*** DATA ***

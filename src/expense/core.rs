//! Defines the core data model and database queries for expenses.

use rusqlite::{Connection, Row};
use serde::Deserialize;
use time::{Date, format_description::BorrowedFormatItem, macros::format_description};

use crate::Error;

/// The storage and display format for expense dates, e.g. "07/08/2026".
pub(crate) const BR_DATE_FORMAT: &[BorrowedFormatItem<'_>] =
    format_description!("[day]/[month]/[year]");

/// The identifier type for rows in the `despesas` table.
pub type ExpenseId = i64;

// ============================================================================
// MODELS
// ============================================================================

/// The fixed set of expense categories.
///
/// A category is stored in the database by its display name, e.g.
/// "Alimentação", which is also the value the form select submits.
#[derive(Debug, Clone, Copy, PartialEq, Eq, Hash, Deserialize)]
pub enum Category {
    /// Food and groceries.
    #[serde(rename = "Alimentação")]
    Alimentacao,
    /// Getting around: bus, fuel, rideshares.
    #[serde(rename = "Transporte")]
    Transporte,
    /// Entertainment and hobbies.
    #[serde(rename = "Lazer")]
    Lazer,
    /// Everything that does not fit the other categories.
    #[serde(rename = "Outros")]
    Outros,
}

impl Category {
    /// Every category, in the order the form select lists them.
    pub const ALL: [Category; 4] = [
        Category::Alimentacao,
        Category::Transporte,
        Category::Lazer,
        Category::Outros,
    ];

    /// The display name, which is also the stored representation.
    pub fn as_str(self) -> &'static str {
        match self {
            Category::Alimentacao => "Alimentação",
            Category::Transporte => "Transporte",
            Category::Lazer => "Lazer",
            Category::Outros => "Outros",
        }
    }

    /// Look up a category by its stored name.
    ///
    /// Unknown names collapse to [Category::Outros].
    fn from_stored_name(name: &str) -> Category {
        Category::ALL
            .into_iter()
            .find(|category| category.as_str() == name)
            .unwrap_or(Category::Outros)
    }
}

impl std::fmt::Display for Category {
    fn fmt(&self, f: &mut std::fmt::Formatter<'_>) -> std::fmt::Result {
        f.write_str(self.as_str())
    }
}

/// A stored expense record.
#[derive(Debug, Clone, PartialEq)]
pub struct Expense {
    /// The ID of the expense, assigned by the database on insert.
    pub id: ExpenseId,
    /// A text description of what the money was spent on.
    pub descricao: String,
    /// How much was spent.
    pub valor: f64,
    /// Which category the expense belongs to.
    pub categoria: Category,
    /// When the money was spent.
    pub data: Date,
}

/// The fields needed to record a new expense.
#[derive(Debug, Clone, PartialEq)]
pub struct NewExpense {
    /// A text description of what the money was spent on.
    pub descricao: String,
    /// How much was spent.
    pub valor: f64,
    /// Which category the expense belongs to.
    pub categoria: Category,
    /// When the money was spent.
    pub data: Date,
}

// ============================================================================
// DATABASE FUNCTIONS
// ============================================================================

/// Create the `despesas` table in the database.
///
/// # Errors
/// Returns an error if there is an SQL error.
pub fn create_expense_table(connection: &Connection) -> Result<(), rusqlite::Error> {
    // AUTOINCREMENT so that ids of deleted rows are never reused.
    connection.execute(
        "CREATE TABLE IF NOT EXISTS despesas (
                id INTEGER PRIMARY KEY AUTOINCREMENT,
                descricao TEXT NOT NULL,
                valor REAL NOT NULL,
                categoria TEXT NOT NULL,
                data TEXT NOT NULL
                )",
        (),
    )?;

    Ok(())
}

/// Record a new expense in the database and return the stored row.
///
/// The date is stored in the dd/mm/yyyy format used everywhere the record is
/// shown.
///
/// # Errors
/// This function will return a:
/// - [Error::InvalidDateFormat] if the date cannot be rendered as dd/mm/yyyy,
/// - or [Error::SqlError] if there is some other SQL error.
pub fn create_expense(expense: NewExpense, connection: &Connection) -> Result<Expense, Error> {
    let data = expense
        .data
        .format(BR_DATE_FORMAT)
        .map_err(|error| Error::InvalidDateFormat(error.to_string()))?;

    let expense = connection
        .prepare(
            "INSERT INTO despesas (descricao, valor, categoria, data)
             VALUES (?1, ?2, ?3, ?4)
             RETURNING id, descricao, valor, categoria, data",
        )?
        .query_one(
            (
                expense.descricao,
                expense.valor,
                expense.categoria.as_str(),
                data,
            ),
            map_expense_row,
        )?;

    Ok(expense)
}

/// Retrieve every expense, in storage order.
///
/// # Errors
/// This function will return an [Error::SqlError] if there is an SQL error.
pub fn list_expenses(connection: &Connection) -> Result<Vec<Expense>, Error> {
    connection
        .prepare("SELECT id, descricao, valor, categoria, data FROM despesas")?
        .query_map((), map_expense_row)?
        .map(|maybe_expense| maybe_expense.map_err(Error::from))
        .collect()
}

/// How many rows a delete statement removed.
pub(crate) type RowsAffected = usize;

/// Delete the expense with `id`.
///
/// Deleting an id that is not in the table affects zero rows; that is not an
/// error.
///
/// # Errors
/// This function will return an [Error::SqlError] if there is an SQL error.
pub fn delete_expense(id: ExpenseId, connection: &Connection) -> Result<RowsAffected, Error> {
    connection
        .execute("DELETE FROM despesas WHERE id = :id", &[(":id", &id)])
        .map_err(|error| error.into())
}

/// Delete every expense.
///
/// # Errors
/// This function will return an [Error::SqlError] if there is an SQL error.
pub fn delete_all_expenses(connection: &Connection) -> Result<RowsAffected, Error> {
    connection
        .execute("DELETE FROM despesas", ())
        .map_err(|error| error.into())
}

/// Get the total number of expenses in the database.
///
/// # Errors
/// This function will return an [Error::SqlError] if there is an SQL error.
pub fn count_expenses(connection: &Connection) -> Result<u32, Error> {
    connection
        .query_row("SELECT COUNT(id) FROM despesas;", [], |row| row.get(0))
        .map_err(|error| error.into())
}

/// Map a database row to an [Expense].
pub(crate) fn map_expense_row(row: &Row) -> Result<Expense, rusqlite::Error> {
    let id = row.get(0)?;
    let descricao = row.get(1)?;
    let valor = row.get(2)?;

    let raw_categoria: String = row.get(3)?;
    let categoria = Category::from_stored_name(&raw_categoria);

    let raw_data: String = row.get(4)?;
    let data = Date::parse(&raw_data, BR_DATE_FORMAT).map_err(|error| {
        rusqlite::Error::FromSqlConversionFailure(4, rusqlite::types::Type::Text, Box::new(error))
    })?;

    Ok(Expense {
        id,
        descricao,
        valor,
        categoria,
        data,
    })
}

// ============================================================================
// TESTS
// ============================================================================

#[cfg(test)]
mod database_tests {
    use rusqlite::Connection;
    use time::macros::date;

    use crate::{db::initialize, expense::summary::summarize_by_category};

    use super::{
        Category, NewExpense, count_expenses, create_expense, delete_all_expenses, delete_expense,
        list_expenses,
    };

    fn get_test_connection() -> Connection {
        let conn = Connection::open_in_memory().unwrap();
        initialize(&conn).unwrap();
        conn
    }

    fn new_expense(descricao: &str, valor: f64, categoria: Category) -> NewExpense {
        NewExpense {
            descricao: descricao.to_owned(),
            valor,
            categoria,
            data: date!(2024 - 01 - 10),
        }
    }

    #[test]
    fn create_then_list_round_trips_all_fields() {
        let conn = get_test_connection();

        let created = create_expense(
            new_expense("Almoço", 15.50, Category::Alimentacao),
            &conn,
        )
        .unwrap();

        let expenses = list_expenses(&conn).unwrap();

        assert_eq!(expenses, vec![created.clone()]);
        assert_eq!(created.id, 1);
        assert_eq!(created.descricao, "Almoço");
        assert_eq!(created.valor, 15.50);
        assert_eq!(created.categoria, Category::Alimentacao);
        assert_eq!(created.data, date!(2024 - 01 - 10));
    }

    #[test]
    fn create_stores_date_as_dd_mm_yyyy() {
        let conn = get_test_connection();

        create_expense(new_expense("Almoço", 15.50, Category::Alimentacao), &conn).unwrap();

        let stored_date: String = conn
            .query_row("SELECT data FROM despesas WHERE id = 1", [], |row| {
                row.get(0)
            })
            .unwrap();
        assert_eq!(stored_date, "10/01/2024");
    }

    #[test]
    fn ids_are_assigned_in_insertion_order() {
        let conn = get_test_connection();

        create_expense(new_expense("Almoço", 15.50, Category::Alimentacao), &conn).unwrap();
        create_expense(new_expense("Ônibus", 3.00, Category::Transporte), &conn).unwrap();

        let expenses = list_expenses(&conn).unwrap();

        let ids: Vec<_> = expenses.iter().map(|expense| expense.id).collect();
        assert_eq!(ids, vec![1, 2]);
    }

    #[test]
    fn deleted_ids_are_never_reused() {
        let conn = get_test_connection();

        create_expense(new_expense("Almoço", 15.50, Category::Alimentacao), &conn).unwrap();
        delete_expense(1, &conn).unwrap();

        let recreated =
            create_expense(new_expense("Ônibus", 3.00, Category::Transporte), &conn).unwrap();

        assert_eq!(recreated.id, 2);
    }

    #[test]
    fn list_returns_empty_for_fresh_database() {
        let conn = get_test_connection();

        let expenses = list_expenses(&conn).unwrap();

        assert_eq!(expenses, vec![]);
    }

    #[test]
    fn delete_removes_exactly_one_expense() {
        let conn = get_test_connection();
        create_expense(new_expense("Almoço", 15.50, Category::Alimentacao), &conn).unwrap();
        let kept = create_expense(new_expense("Ônibus", 3.00, Category::Transporte), &conn).unwrap();

        let rows_affected = delete_expense(1, &conn).unwrap();

        assert_eq!(rows_affected, 1);
        assert_eq!(list_expenses(&conn).unwrap(), vec![kept]);
    }

    #[test]
    fn delete_missing_id_is_a_no_op() {
        let conn = get_test_connection();
        create_expense(new_expense("Almoço", 15.50, Category::Alimentacao), &conn).unwrap();

        let rows_affected = delete_expense(1337, &conn).unwrap();

        assert_eq!(rows_affected, 0);
        assert_eq!(count_expenses(&conn).unwrap(), 1);
    }

    #[test]
    fn delete_all_empties_the_table() {
        let conn = get_test_connection();
        create_expense(new_expense("Almoço", 15.50, Category::Alimentacao), &conn).unwrap();
        create_expense(new_expense("Ônibus", 3.00, Category::Transporte), &conn).unwrap();

        let rows_affected = delete_all_expenses(&conn).unwrap();

        assert_eq!(rows_affected, 2);
        assert_eq!(list_expenses(&conn).unwrap(), vec![]);
    }

    #[test]
    fn unknown_stored_category_collapses_to_outros() {
        let conn = get_test_connection();
        conn.execute(
            "INSERT INTO despesas (descricao, valor, categoria, data)
             VALUES ('Antigo', 1.0, 'Mercado', '01/01/2020')",
            (),
        )
        .unwrap();

        let expenses = list_expenses(&conn).unwrap();

        assert_eq!(expenses[0].categoria, Category::Outros);
    }

    #[test]
    fn full_lifecycle() {
        let conn = get_test_connection();

        create_expense(new_expense("Almoço", 15.50, Category::Alimentacao), &conn).unwrap();
        let expenses = list_expenses(&conn).unwrap();
        assert_eq!(expenses.len(), 1);
        assert_eq!(expenses[0].id, 1);
        assert_eq!(expenses[0].descricao, "Almoço");

        create_expense(new_expense("Ônibus", 3.00, Category::Transporte), &conn).unwrap();
        let summary = summarize_by_category(&list_expenses(&conn).unwrap());
        assert_eq!(summary.len(), 2);
        assert_eq!(summary[0].categoria, Category::Alimentacao);
        assert_eq!(summary[0].total, 15.50);
        assert_eq!(summary[1].categoria, Category::Transporte);
        assert_eq!(summary[1].total, 3.00);

        delete_expense(1, &conn).unwrap();
        let expenses = list_expenses(&conn).unwrap();
        assert_eq!(expenses.len(), 1);
        assert_eq!(expenses[0].descricao, "Ônibus");

        delete_all_expenses(&conn).unwrap();
        assert_eq!(list_expenses(&conn).unwrap(), vec![]);
    }

    #[test]
    fn get_count() {
        let conn = get_test_connection();
        let want_count = 20;
        for i in 1..=want_count {
            create_expense(new_expense("", i as f64, Category::Outros), &conn)
                .expect("Could not create expense");
        }

        let got_count = count_expenses(&conn).expect("Could not get count");

        assert_eq!(want_count, got_count);
    }
}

*** End of DATA ***

● ABOUT THIS EXERCISE:
Pull every line holding "BorrowedFormatItem" out of the records.

● TASK ANSWER:
use time::{Date, format_description::BorrowedFormatItem, macros::format_description};
pub(crate) const BR_DATE_FORMAT: &[BorrowedFormatItem<'_>] =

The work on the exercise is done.